GC BondMarker: heavyweights reign supreme in Q1 voting
A German agency and a European supranational bagged the biggest hits this quarter in BondMarker voting, GlobalCapital can reveal. Read on to see which deals impressed our voters and which failed to tickle their fancy.
A pair of euro prints at the mid-to-long end of the curve scored most highly this quarter, on average over the five categories available for voting (pricing, structure/maturity, quality of the investor book, timing, and performance).
European Investment Bank and KfW each came close to a perfect score with deals that came in that tenor range.
A €5bn 0.25% October 2024 print from EIB scored an average of 9.8 over the five categories. The deal, which was priced by Barclays, Crédit Agricole, Goldman Sachs and LBBW on March 1, drew a book of close to €10bn.

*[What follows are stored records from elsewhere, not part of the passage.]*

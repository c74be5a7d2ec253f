use reqwest::StatusCode;

/// Failures raised by the file store, spreadsheet and messaging collaborators.
#[derive(Debug, thiserror::Error)]
pub enum StoreError {
    #[error("{kind} '{name}' was not found")]
    NotFound { kind: &'static str, name: String },
    #[error("request failed")]
    Http(#[from] reqwest::Error),
    #[error("API responded {status}: {body}")]
    Api { status: StatusCode, body: String },
    #[error("invalid API url: {0}")]
    InvalidUrl(String),
    #[error("failed to parse CSV extract")]
    Csv(#[from] csv::Error),
}

impl StoreError {
    pub fn not_found(kind: &'static str, name: impl Into<String>) -> Self {
        StoreError::NotFound {
            kind,
            name: name.into(),
        }
    }

    pub fn is_not_found(&self) -> bool {
        matches!(self, StoreError::NotFound { .. })
    }
}

/// Turns a non-success response into [`StoreError::Api`].
pub async fn check_status(response: reqwest::Response) -> Result<reqwest::Response, StoreError> {
    let status = response.status();
    if status.is_success() {
        return Ok(response);
    }
    let body = response.text().await.unwrap_or_default();
    Err(StoreError::Api { status, body })
}
//! In-memory collaborators for exercising the jobs without network access.

use std::collections::{BTreeMap, HashMap};
use std::sync::Mutex;

use async_trait::async_trait;
use reqwest::StatusCode;

use crate::drive::FileStore;
use crate::error::StoreError;
use crate::models::Table;
use crate::sheets::{DocumentHandle, SpreadsheetStore};
use crate::telegram::Messenger;

#[derive(Default)]
pub struct MemoryDrive {
    files: HashMap<(String, String), Vec<u8>>,
}

impl MemoryDrive {
    pub fn with_file(mut self, folder_id: &str, file_name: &str, contents: &str) -> Self {
        self.files.insert(
            (folder_id.to_string(), file_name.to_string()),
            contents.as_bytes().to_vec(),
        );
        self
    }
}

#[async_trait]
impl FileStore for MemoryDrive {
    async fn fetch(&self, folder_id: &str, file_name: &str) -> Result<Vec<u8>, StoreError> {
        self.files
            .get(&(folder_id.to_string(), file_name.to_string()))
            .cloned()
            .ok_or_else(|| StoreError::not_found("file", file_name))
    }
}

#[derive(Default)]
struct SheetsState {
    documents: BTreeMap<String, BTreeMap<String, Table>>,
    created_documents: usize,
    append_calls: usize,
    fail_appends: bool,
}

#[derive(Default)]
pub struct MemorySheets {
    state: Mutex<SheetsState>,
}

impl MemorySheets {
    pub fn insert(&self, document: &str, sheet: &str, table: Table) {
        self.state
            .lock()
            .unwrap()
            .documents
            .entry(document.to_string())
            .or_default()
            .insert(sheet.to_string(), table);
    }

    pub fn sheet(&self, document: &str, sheet: &str) -> Option<Table> {
        self.state
            .lock()
            .unwrap()
            .documents
            .get(document)
            .and_then(|sheets| sheets.get(sheet))
            .cloned()
    }

    pub fn created_documents(&self) -> usize {
        self.state.lock().unwrap().created_documents
    }

    pub fn append_calls(&self) -> usize {
        self.state.lock().unwrap().append_calls
    }

    pub fn fail_appends(&self) {
        self.state.lock().unwrap().fail_appends = true;
    }
}

#[async_trait]
impl SpreadsheetStore for MemorySheets {
    async fn open(&self, name: &str) -> Result<DocumentHandle, StoreError> {
        let state = self.state.lock().unwrap();
        if !state.documents.contains_key(name) {
            return Err(StoreError::not_found("spreadsheet", name));
        }
        Ok(DocumentHandle {
            id: name.to_string(),
            name: name.to_string(),
        })
    }

    async fn create(&self, name: &str) -> Result<DocumentHandle, StoreError> {
        let mut state = self.state.lock().unwrap();
        state.documents.entry(name.to_string()).or_default();
        state.created_documents += 1;
        Ok(DocumentHandle {
            id: name.to_string(),
            name: name.to_string(),
        })
    }

    async fn write_sheet(
        &self,
        document: &DocumentHandle,
        sheet: &str,
        table: &Table,
    ) -> Result<(), StoreError> {
        self.insert(&document.id, sheet, table.clone());
        Ok(())
    }

    async fn read_sheet(
        &self,
        document: &DocumentHandle,
        sheet: &str,
    ) -> Result<Table, StoreError> {
        self.sheet(&document.id, sheet)
            .ok_or_else(|| StoreError::not_found("sheet", sheet))
    }

    async fn ensure_sheet(
        &self,
        document: &DocumentHandle,
        sheet: &str,
        header: &[String],
    ) -> Result<bool, StoreError> {
        if self.sheet(&document.id, sheet).is_some() {
            return Ok(false);
        }
        self.insert(&document.id, sheet, Table::new(header.to_vec(), Vec::new()));
        Ok(true)
    }

    async fn append_rows(
        &self,
        document: &DocumentHandle,
        sheet: &str,
        rows: &[Vec<String>],
    ) -> Result<(), StoreError> {
        let mut state = self.state.lock().unwrap();
        state.append_calls += 1;
        if state.fail_appends {
            return Err(StoreError::Api {
                status: StatusCode::SERVICE_UNAVAILABLE,
                body: "backend unavailable".to_string(),
            });
        }
        let table = state
            .documents
            .get_mut(&document.id)
            .and_then(|sheets| sheets.get_mut(sheet))
            .ok_or_else(|| StoreError::not_found("sheet", sheet))?;
        table.rows.extend(rows.iter().cloned());
        Ok(())
    }
}

/// Replays a fixed sequence of delivery outcomes and records every message.
pub struct ScriptedMessenger {
    outcomes: Mutex<std::vec::IntoIter<bool>>,
    messages: Mutex<Vec<String>>,
}

impl ScriptedMessenger {
    pub fn new(outcomes: Vec<bool>) -> Self {
        Self {
            outcomes: Mutex::new(outcomes.into_iter()),
            messages: Mutex::new(Vec::new()),
        }
    }

    pub fn messages(&self) -> Vec<String> {
        self.messages.lock().unwrap().clone()
    }
}

#[async_trait]
impl Messenger for ScriptedMessenger {
    async fn deliver(&self, text: &str) -> bool {
        self.messages.lock().unwrap().push(text.to_string());
        self.outcomes.lock().unwrap().next().unwrap_or(false)
    }
}
use async_trait::async_trait;
use serde::Deserialize;
use serde_json::{json, Value};

use crate::drive::{escape_query, DriveClient};
use crate::error::{check_status, StoreError};
use crate::google::{api_url, GoogleSession};
use crate::models::Table;

const SHEETS_URL: &str = "https://sheets.googleapis.com/v4/spreadsheets";
const SPREADSHEET_MIME: &str = "application/vnd.google-apps.spreadsheet";

#[derive(Debug, Clone, PartialEq, Eq)]
pub struct DocumentHandle {
    pub id: String,
    pub name: String,
}

/// Read/write access to named sheets inside named spreadsheet documents.
#[async_trait]
pub trait SpreadsheetStore: Send + Sync {
    /// Opens an existing document, `NotFound` if there is none with this name.
    async fn open(&self, name: &str) -> Result<DocumentHandle, StoreError>;

    async fn create(&self, name: &str) -> Result<DocumentHandle, StoreError>;

    async fn open_or_create(&self, name: &str) -> Result<DocumentHandle, StoreError> {
        match self.open(name).await {
            Err(err) if err.is_not_found() => {
                let document = self.create(name).await?;
                tracing::info!(document = name, "created spreadsheet document");
                Ok(document)
            }
            other => other,
        }
    }

    /// Replaces `sheet` with `table`, creating it when absent.
    async fn write_sheet(
        &self,
        document: &DocumentHandle,
        sheet: &str,
        table: &Table,
    ) -> Result<(), StoreError>;

    /// Reads `sheet` as a header row plus data rows, `NotFound` if absent.
    async fn read_sheet(&self, document: &DocumentHandle, sheet: &str)
        -> Result<Table, StoreError>;

    /// Creates `sheet` holding only `header` unless it already exists.
    /// Returns whether the sheet was created.
    async fn ensure_sheet(
        &self,
        document: &DocumentHandle,
        sheet: &str,
        header: &[String],
    ) -> Result<bool, StoreError>;

    /// Appends `rows` after the last row of `sheet` in a single write.
    async fn append_rows(
        &self,
        document: &DocumentHandle,
        sheet: &str,
        rows: &[Vec<String>],
    ) -> Result<(), StoreError>;
}

#[derive(Debug, Deserialize)]
#[serde(rename_all = "camelCase")]
struct Spreadsheet {
    spreadsheet_id: String,
    #[serde(default)]
    sheets: Vec<SheetEntry>,
}

#[derive(Debug, Deserialize)]
struct SheetEntry {
    properties: SheetProperties,
}

#[derive(Debug, Deserialize)]
#[serde(rename_all = "camelCase")]
struct SheetProperties {
    sheet_id: i64,
    title: String,
}

#[derive(Debug, Deserialize)]
struct ValueRange {
    #[serde(default)]
    values: Vec<Vec<Value>>,
}

pub struct SheetsClient<'a> {
    session: &'a GoogleSession,
    drive: DriveClient<'a>,
}

impl<'a> SheetsClient<'a> {
    pub fn new(session: &'a GoogleSession) -> Self {
        Self {
            session,
            drive: DriveClient::new(session),
        }
    }

    async fn sheet_id(
        &self,
        document: &DocumentHandle,
        sheet: &str,
    ) -> Result<Option<i64>, StoreError> {
        let request = self
            .session
            .get(api_url(SHEETS_URL, &[document.id.as_str()])?)
            .query(&[("fields", "spreadsheetId,sheets.properties(sheetId,title)")]);

        let response = check_status(request.send().await?).await?;
        let spreadsheet: Spreadsheet = response.json().await?;
        Ok(spreadsheet
            .sheets
            .into_iter()
            .find(|entry| entry.properties.title == sheet)
            .map(|entry| entry.properties.sheet_id))
    }

    async fn batch_update(
        &self,
        document: &DocumentHandle,
        requests: Vec<Value>,
    ) -> Result<(), StoreError> {
        let endpoint = format!("{}:batchUpdate", document.id);
        let url = api_url(SHEETS_URL, &[endpoint.as_str()])?;
        let request = self
            .session
            .post(url)
            .json(&json!({ "requests": requests }));
        check_status(request.send().await?).await?;
        Ok(())
    }

    async fn clear_values(&self, document: &DocumentHandle, sheet: &str) -> Result<(), StoreError> {
        let endpoint = format!("{}:clear", sheet_range(sheet));
        let url = api_url(SHEETS_URL, &[document.id.as_str(), "values", endpoint.as_str()])?;
        check_status(self.session.post(url).json(&json!({})).send().await?).await?;
        Ok(())
    }

    async fn put_values(
        &self,
        document: &DocumentHandle,
        sheet: &str,
        values: Vec<Vec<String>>,
    ) -> Result<(), StoreError> {
        let range = anchor_range(sheet);
        let url = api_url(SHEETS_URL, &[document.id.as_str(), "values", range.as_str()])?;
        let request = self
            .session
            .put(url)
            .query(&[("valueInputOption", "RAW")])
            .json(&json!({
                "range": range,
                "majorDimension": "ROWS",
                "values": values,
            }));
        check_status(request.send().await?).await?;
        Ok(())
    }
}

#[async_trait]
impl SpreadsheetStore for SheetsClient<'_> {
    async fn open(&self, name: &str) -> Result<DocumentHandle, StoreError> {
        let query = format!(
            "name='{}' and mimeType='{}' and trashed=false",
            escape_query(name),
            SPREADSHEET_MIME
        );
        let id = self
            .drive
            .find(&query)
            .await?
            .into_iter()
            .next()
            .ok_or_else(|| StoreError::not_found("spreadsheet", name))?;

        Ok(DocumentHandle {
            id,
            name: name.to_string(),
        })
    }

    async fn create(&self, name: &str) -> Result<DocumentHandle, StoreError> {
        let request = self
            .session
            .post(api_url(SHEETS_URL, &[])?)
            .json(&json!({ "properties": { "title": name } }));

        let response = check_status(request.send().await?).await?;
        let spreadsheet: Spreadsheet = response.json().await?;
        Ok(DocumentHandle {
            id: spreadsheet.spreadsheet_id,
            name: name.to_string(),
        })
    }

    async fn write_sheet(
        &self,
        document: &DocumentHandle,
        sheet: &str,
        table: &Table,
    ) -> Result<(), StoreError> {
        let rows = table.len() + 1;
        let columns = table.columns.len();
        match self.sheet_id(document, sheet).await? {
            // Resized and cleared in place: a document cannot lose its last sheet.
            Some(sheet_id) => {
                self.batch_update(document, vec![resize_sheet_request(sheet_id, rows, columns)])
                    .await?;
                self.clear_values(document, sheet).await?;
            }
            None => {
                self.batch_update(document, vec![add_sheet_request(sheet, rows, columns)])
                    .await?;
            }
        }

        let mut values = Vec::with_capacity(table.len() + 1);
        values.push(table.columns.clone());
        values.extend(table.rows.iter().cloned());
        self.put_values(document, sheet, values).await
    }

    async fn read_sheet(
        &self,
        document: &DocumentHandle,
        sheet: &str,
    ) -> Result<Table, StoreError> {
        if self.sheet_id(document, sheet).await?.is_none() {
            return Err(StoreError::not_found("sheet", sheet));
        }

        let range = sheet_range(sheet);
        let url = api_url(SHEETS_URL, &[document.id.as_str(), "values", range.as_str()])?;
        let request = self.session.get(url).query(&[
            ("majorDimension", "ROWS"),
            ("valueRenderOption", "FORMATTED_VALUE"),
        ]);

        let response = check_status(request.send().await?).await?;
        let range: ValueRange = response.json().await?;
        Ok(table_from_values(range.values))
    }

    async fn ensure_sheet(
        &self,
        document: &DocumentHandle,
        sheet: &str,
        header: &[String],
    ) -> Result<bool, StoreError> {
        if self.sheet_id(document, sheet).await?.is_some() {
            return Ok(false);
        }

        self.batch_update(document, vec![add_sheet_request(sheet, 1, header.len())])
            .await?;
        self.put_values(document, sheet, vec![header.to_vec()]).await?;
        tracing::info!(sheet, "created sheet");
        Ok(true)
    }

    async fn append_rows(
        &self,
        document: &DocumentHandle,
        sheet: &str,
        rows: &[Vec<String>],
    ) -> Result<(), StoreError> {
        let range = anchor_range(sheet);
        let endpoint = format!("{range}:append");
        let url = api_url(
            SHEETS_URL,
            &[document.id.as_str(), "values", endpoint.as_str()],
        )?;
        let request = self
            .session
            .post(url)
            .query(&[
                ("valueInputOption", "RAW"),
                ("insertDataOption", "INSERT_ROWS"),
            ])
            .json(&json!({
                "range": range,
                "majorDimension": "ROWS",
                "values": rows,
            }));
        check_status(request.send().await?).await?;
        Ok(())
    }
}

fn add_sheet_request(title: &str, rows: usize, columns: usize) -> Value {
    json!({
        "addSheet": {
            "properties": {
                "title": title,
                "gridProperties": {
                    "rowCount": rows.max(1),
                    "columnCount": columns.max(1),
                }
            }
        }
    })
}

fn resize_sheet_request(sheet_id: i64, rows: usize, columns: usize) -> Value {
    json!({
        "updateSheetProperties": {
            "properties": {
                "sheetId": sheet_id,
                "gridProperties": {
                    "rowCount": rows.max(1),
                    "columnCount": columns.max(1),
                }
            },
            "fields": "gridProperties(rowCount,columnCount)",
        }
    })
}

/// A1 range covering a whole sheet.
fn sheet_range(sheet: &str) -> String {
    format!("'{}'", sheet.replace('\'', "''"))
}

fn anchor_range(sheet: &str) -> String {
    format!("{}!A1", sheet_range(sheet))
}

/// First row is the header; rows are padded to header width, cells past it are dropped.
fn table_from_values(values: Vec<Vec<Value>>) -> Table {
    let mut rows = values.into_iter().map(|row| {
        row.into_iter()
            .map(|cell| match cell {
                Value::String(text) => text,
                Value::Null => String::new(),
                other => other.to_string(),
            })
            .collect::<Vec<String>>()
    });

    let columns = rows.next().unwrap_or_default();
    let width = columns.len();
    let rows = rows
        .filter(|row| row.iter().any(|cell| !cell.is_empty()))
        .map(|mut row| {
            row.resize(width, String::new());
            row
        })
        .collect();

    Table::new(columns, rows)
}

#[cfg(test)]
mod tests {
    use super::*;

    #[test]
    fn ranges_quote_sheet_names() {
        assert_eq!(sheet_range("alertas_log"), "'alertas_log'");
        assert_eq!(anchor_range("O'Donnell"), "'O''Donnell'!A1");
    }

    #[test]
    fn values_become_padded_table() {
        let values = vec![
            vec![json!("fecha"), json!("hospital"), json!("pred_camas_total")],
            vec![json!("2026-10-18"), json!("B")],
            vec![],
            vec![json!("2026-10-17"), json!("C"), json!(190), json!("extra")],
        ];
        let table = table_from_values(values);
        assert_eq!(table.columns, vec!["fecha", "hospital", "pred_camas_total"]);
        assert_eq!(
            table.rows,
            vec![
                vec!["2026-10-18", "B", ""],
                vec!["2026-10-17", "C", "190"],
            ]
        );
    }

    #[test]
    fn empty_sheet_reads_as_empty_table() {
        let table = table_from_values(Vec::new());
        assert!(table.columns.is_empty());
        assert!(table.is_empty());
    }

    #[test]
    fn resize_request_targets_grid_only() {
        let request = resize_sheet_request(7, 12, 5);
        let update = &request["updateSheetProperties"];
        assert_eq!(update["properties"]["sheetId"], 7);
        assert_eq!(update["properties"]["gridProperties"]["rowCount"], 12);
        assert_eq!(update["fields"], "gridProperties(rowCount,columnCount)");
    }

    #[test]
    fn add_sheet_request_has_minimum_grid() {
        let request = add_sheet_request("alertas_log", 0, 0);
        let grid = &request["addSheet"]["properties"]["gridProperties"];
        assert_eq!(grid["rowCount"], 1);
        assert_eq!(grid["columnCount"], 1);
    }
}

The deal attracted plaudits at the time of pricing, with bankers away from the trade describing it as “barnstorming” and “crazy good”.
Voters rated it particularly highly for structure/maturity, timing, investor distribution, and performance.
Two weeks earlier KfW racked up another close to perfect performance in euros with a €5bn 0.625% February 2027 that achieved an average rating of 9.6. The deal’s strong reception was particularly impressive because the borrower had opted for a 10 year — a maturity that has not proved to be straightforward for every execution this year. KfW’s deal, however, clocked up a median score of 10 in the structure/maturity category.
Some of the praise from bankers away from the deal included “textbook” and “[they] knocked it out of the park”.
Bank of America Merrill Lynch, Barclays and UniCredit priced the deal on February 14 at 16bp through mid-swaps, having started the process with guidance of minus 14bp area. The book was in excess of €6.5bn when the leads fixed pricing at minus 16bp.
European Stability Mechanism (ESM) also achieved a high score in euros with a €3bn 0.7% March 2028 which was priced on March 7 at mid-swaps minus 1bp. The leads were Barclays, Crédit Agricole and Deutsche Bank.
BondMarker’s scores prove that the euro market has not been an easy one so far this year. The average deal score is lower, at 7.9 versus 8.5 in dollars. And deal scores in euros have been much more varied.
Two of the least popular deals to be scored on BondMarker so far this year came in the currency and from a pair of experienced supranationals : European Union’s €600m tap of its 0.75% April 2031s, which was priced on March 27 via BAML, Deutsche Bank and DZ Bank, and European Financial Stability Facility’s €1.5bn 1.7% February 2043s, which was printed on February 6 with Citi, Commerzbank and NatWest Markets on the top line.
The EU scored decent marks for structure/maturity and timing, but market participants were more critical in the other factors.
In BondMarker the EFSF’s deal was marked down most strongly in the structure/maturity category. Some bankers away from the print at the time pointed to it coming just two weeks after a short 30 year from sister issuer the ESM as a reason for it being a tough trade. It also suffered because of strong volatility in the OAT curve, which is often used as a pricing reference for the supranational’s bonds, during execution.
Dollars fare well
Dollar deals scored consistently well in BondMarker this quarter, but some shone especially brightly. The top scoring deal in dollars was African Development Bank’s $2.5bn 1.875% March 2020, which was priced on March 8 and led by BAML, Daiwa Capital Markets, GS, JP Morgan and TD Securities. That achieved an overall average score of 9.1.
Just behind AfDB’s deal with average scores of nine apiece are a $1.25bn 2.125% February 2022 from Nordic Investment Bank, which was priced on January 24, and a $4bn 1.75% March 2020 from KfW, which was priced on February 28.
Citi, JP Morgan, RBC Capital Markets and TD Securities ran NIB’s deal, while KfW mandated Citi, Morgan Stanley and Nomura for its three year print.
Only two sterling deals were scored this quarter and both achieved an average score of nine or above: Alberta’s £650m 1% November 2021, which was led by HSBC and RBC Capital Markets, and priced on February 16.
The UK Debt Management Office scored one of the highest average ratings of the quarter — 9.2 —with a £2bn November 2065 inflation linker tap. That was led by Barclays, Lloyds Bank, NatWest Markets and UBS and was priced on February 21.
With BondMarker, we aim to provide a quantitative complement to our industry leading bond comments by crowd-sourcing market participants’ opinions. We ask market participants to award deals a score from zero to 10 over five categories.
The five categories encompass pricing, timing, investor distribution, structure/maturity, and performance. A deal that the voter considered very poor would merit a score close to zero and one they considered very impressive print close to 10.
The average total score for each deal in this article was calculated by taking the median score of individual votes in each category on a deal, then the mean of those median scores over the five categories.
Deals are live for voting for one week after pricing and the results are collated and published at the end of that period.
This last quarter GC collected votes on 33 benchmarks, which were priced between January 25 and March 31. GC has not published scores on all benchmarks printed in the first quarter, as some have been excluded due to receiving insufficient votes.